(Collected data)
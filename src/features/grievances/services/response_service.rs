use sqlx::PgPool;
use tracing::info;
use uuid::Uuid;

use crate::core::database::handle_db_error;
use crate::core::error::{AppError, Result};
use crate::features::auth::model::AuthenticatedUser;
use crate::features::grievances::models::{GrievanceResponse, ResponseView};
use crate::features::grievances::reference::is_valid_reference_id;

/// Service for the append-only response thread of a grievance
///
/// No authorization happens here; handlers run `access::can_respond` first.
pub struct ResponseService {
    pool: PgPool,
}

impl ResponseService {
    pub fn new(pool: PgPool) -> Self {
        Self { pool }
    }

    /// Append a response by `author` to the grievance
    pub async fn add_response(
        &self,
        reference_id: &str,
        author: &AuthenticatedUser,
        body: &str,
    ) -> Result<GrievanceResponse> {
        let body = body.trim();
        if body.is_empty() {
            return Err(AppError::Validation("This field is required.".to_string()));
        }
        if !is_valid_reference_id(reference_id) {
            return Err(AppError::NotFound("Grievance not found".to_string()));
        }

        let mut tx = self.pool.begin().await.map_err(|e| {
            tracing::error!("Failed to start transaction: {:?}", e);
            AppError::Database(e)
        })?;

        let grievance_id = sqlx::query_scalar::<_, Uuid>(
            "SELECT id FROM grievances WHERE reference_id = $1",
        )
        .bind(reference_id)
        .fetch_optional(&mut *tx)
        .await
        .map_err(handle_db_error)?
        .ok_or_else(|| AppError::NotFound("Grievance not found".to_string()))?;

        let response = sqlx::query_as::<_, GrievanceResponse>(
            r#"
            INSERT INTO grievance_responses (id, grievance_id, responder_id, response)
            VALUES ($1, $2, $3, $4)
            RETURNING id, grievance_id, responder_id, response, created_at
            "#,
        )
        .bind(Uuid::now_v7())
        .bind(grievance_id)
        .bind(author.user_id)
        .bind(body)
        .fetch_one(&mut *tx)
        .await
        .map_err(handle_db_error)?;

        tx.commit().await.map_err(|e| {
            tracing::error!("Failed to commit response: {:?}", e);
            AppError::Database(e)
        })?;

        info!(
            "Response added to {} by {}{}",
            reference_id,
            author.username,
            if author.is_staff { " (staff)" } else { "" }
        );

        Ok(response)
    }

    /// Thread of a grievance, oldest first
    pub async fn list_responses(&self, reference_id: &str) -> Result<Vec<ResponseView>> {
        sqlx::query_as::<_, ResponseView>(
            r#"
            SELECT r.id, r.response, r.created_at,
                   u.username AS author_username,
                   u.first_name AS author_first_name,
                   u.last_name AS author_last_name,
                   u.is_staff AS author_is_staff
            FROM grievance_responses r
            JOIN grievances g ON g.id = r.grievance_id
            JOIN users u ON u.id = r.responder_id
            WHERE g.reference_id = $1
            ORDER BY r.created_at, r.id
            "#,
        )
        .bind(reference_id)
        .fetch_all(&self.pool)
        .await
        .map_err(|e| {
            tracing::error!("Failed to list responses: {:?}", e);
            AppError::Database(e)
        })
    }
}
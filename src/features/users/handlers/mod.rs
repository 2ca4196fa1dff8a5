mod registration_handler;

pub use registration_handler::*;
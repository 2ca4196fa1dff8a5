//! Minimal cookie helpers for the session and flash cookies.

use axum::http::{header, HeaderMap};
use std::time::Duration;

/// Attributes applied when setting a cookie
#[derive(Debug, Clone, Copy, Default)]
pub struct CookieOptions {
    pub max_age: Option<Duration>,
    pub http_only: bool,
    pub secure: bool,
}

/// Read a cookie value from the request `Cookie` headers
pub fn read_cookie(headers: &HeaderMap, name: &str) -> Option<String> {
    headers
        .get_all(header::COOKIE)
        .iter()
        .filter_map(|value| value.to_str().ok())
        .flat_map(|value| value.split(';'))
        .filter_map(|pair| pair.trim().split_once('='))
        .find(|(key, _)| *key == name)
        .map(|(_, value)| value.to_string())
}

/// Build a `Set-Cookie` value scoped to the whole site with `SameSite=Lax`
pub fn build_cookie(name: &str, value: &str, options: CookieOptions) -> String {
    let mut cookie = format!("{}={}; Path=/; SameSite=Lax", name, value);

    if let Some(max_age) = options.max_age {
        cookie.push_str(&format!("; Max-Age={}", max_age.as_secs()));
    }
    if options.http_only {
        cookie.push_str("; HttpOnly");
    }
    if options.secure {
        cookie.push_str("; Secure");
    }

    cookie
}

/// Build a `Set-Cookie` value that removes the cookie
pub fn expired_cookie(name: &str) -> String {
    format!("{}=; Path=/; SameSite=Lax; Max-Age=0", name)
}
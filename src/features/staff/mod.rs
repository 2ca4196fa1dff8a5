//! Staff dashboard: counts, the all-grievances list and the triage page.
//!
//! Every route is behind [`crate::features::auth::guards::RequireStaff`].

pub mod dtos;
pub mod handlers;
pub mod routes;
pub mod services;

pub use services::DashboardService;
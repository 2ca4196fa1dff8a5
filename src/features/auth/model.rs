use serde::{Deserialize, Serialize};
use uuid::Uuid;

/// The signed-in principal, resolved from the session cookie on each request
/// and passed explicitly into every access check.
#[derive(Debug, Clone, PartialEq, Eq, Serialize, Deserialize)]
pub struct AuthenticatedUser {
    pub user_id: Uuid,
    pub username: String,
    /// "First Last", may be empty
    pub full_name: String,
    pub is_staff: bool,
}

impl AuthenticatedUser {
    /// Name shown in page headers and response threads
    pub fn display_name(&self) -> &str {
        if self.full_name.trim().is_empty() {
            &self.username
        } else {
            &self.full_name
        }
    }
}

/// Claims stored in the session token
#[derive(Debug, Clone, Serialize, Deserialize)]
pub struct SessionClaims {
    pub sub: Uuid,
    pub username: String,
    pub name: String,
    pub is_staff: bool,
    pub iss: String,
    pub aud: String,
    pub iat: i64,
    pub exp: i64,
}

impl From<SessionClaims> for AuthenticatedUser {
    fn from(claims: SessionClaims) -> Self {
        Self {
            user_id: claims.sub,
            username: claims.username,
            full_name: claims.name,
            is_staff: claims.is_staff,
        }
    }
}
use serde::{Deserialize, Serialize};
use validator::Validate;

use crate::shared::validation::{FormErrors, USERNAME_REGEX};

const MIN_PASSWORD_LENGTH: usize = 8;

/// Registration form fields. Passwords are never echoed back to the template.
#[derive(Debug, Clone, Default, Serialize, Deserialize, Validate)]
pub struct RegisterForm {
    #[serde(default)]
    #[validate(
        length(min = 1, max = 150, message = "Username is required (150 characters or fewer)."),
        regex(
            path = *USERNAME_REGEX,
            message = "Enter a valid username. It may contain only letters, numbers, and @/./+/-/_ characters."
        )
    )]
    pub username: String,

    #[serde(default)]
    #[validate(
        email(message = "Enter a valid email address."),
        length(max = 254, message = "Ensure this value has at most 254 characters.")
    )]
    pub email: String,

    #[serde(default)]
    #[validate(length(min = 1, max = 30, message = "First name is required (30 characters or fewer)."))]
    pub first_name: String,

    #[serde(default)]
    #[validate(length(min = 1, max = 30, message = "Last name is required (30 characters or fewer)."))]
    pub last_name: String,

    #[serde(default)]
    #[validate(length(min = 1, max = 15, message = "Phone is required (15 characters or fewer)."))]
    pub phone: String,

    #[serde(default)]
    #[validate(length(min = 1, message = "Address is required."))]
    pub address: String,

    #[serde(default, skip_serializing)]
    pub password1: String,

    #[serde(default, skip_serializing)]
    pub password2: String,
}

impl RegisterForm {
    /// Trim surrounding whitespace from every field except the passwords
    pub fn normalized(mut self) -> Self {
        self.username = self.username.trim().to_string();
        self.email = self.email.trim().to_string();
        self.first_name = self.first_name.trim().to_string();
        self.last_name = self.last_name.trim().to_string();
        self.phone = self.phone.trim().to_string();
        self.address = self.address.trim().to_string();
        self
    }

    /// Field validation plus password strength and confirmation rules
    pub fn check(&self) -> FormErrors {
        let mut errors = FormErrors::new();

        if let Err(e) = self.validate() {
            errors.merge_validation(e);
        }

        if self.password1.is_empty() {
            errors.add("password1", "This field is required.");
        } else {
            if self.password1.chars().count() < MIN_PASSWORD_LENGTH {
                errors.add(
                    "password1",
                    format!(
                        "This password is too short. It must contain at least {} characters.",
                        MIN_PASSWORD_LENGTH
                    ),
                );
            }
            if self.password1.chars().all(|c| c.is_ascii_digit()) {
                errors.add("password1", "This password is entirely numeric.");
            }
            if !self.username.is_empty() && self.password1.eq_ignore_ascii_case(&self.username) {
                errors.add("password1", "The password is too similar to the username.");
            }
        }

        if self.password1 != self.password2 {
            errors.add("password2", "The two password fields didn't match.");
        }

        errors
    }
}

### WHAT THIS TASK INVOLVES
Within the records, the lines containing the string "check" are to be counted and their number given without comment.

### TASK OUTPUT
2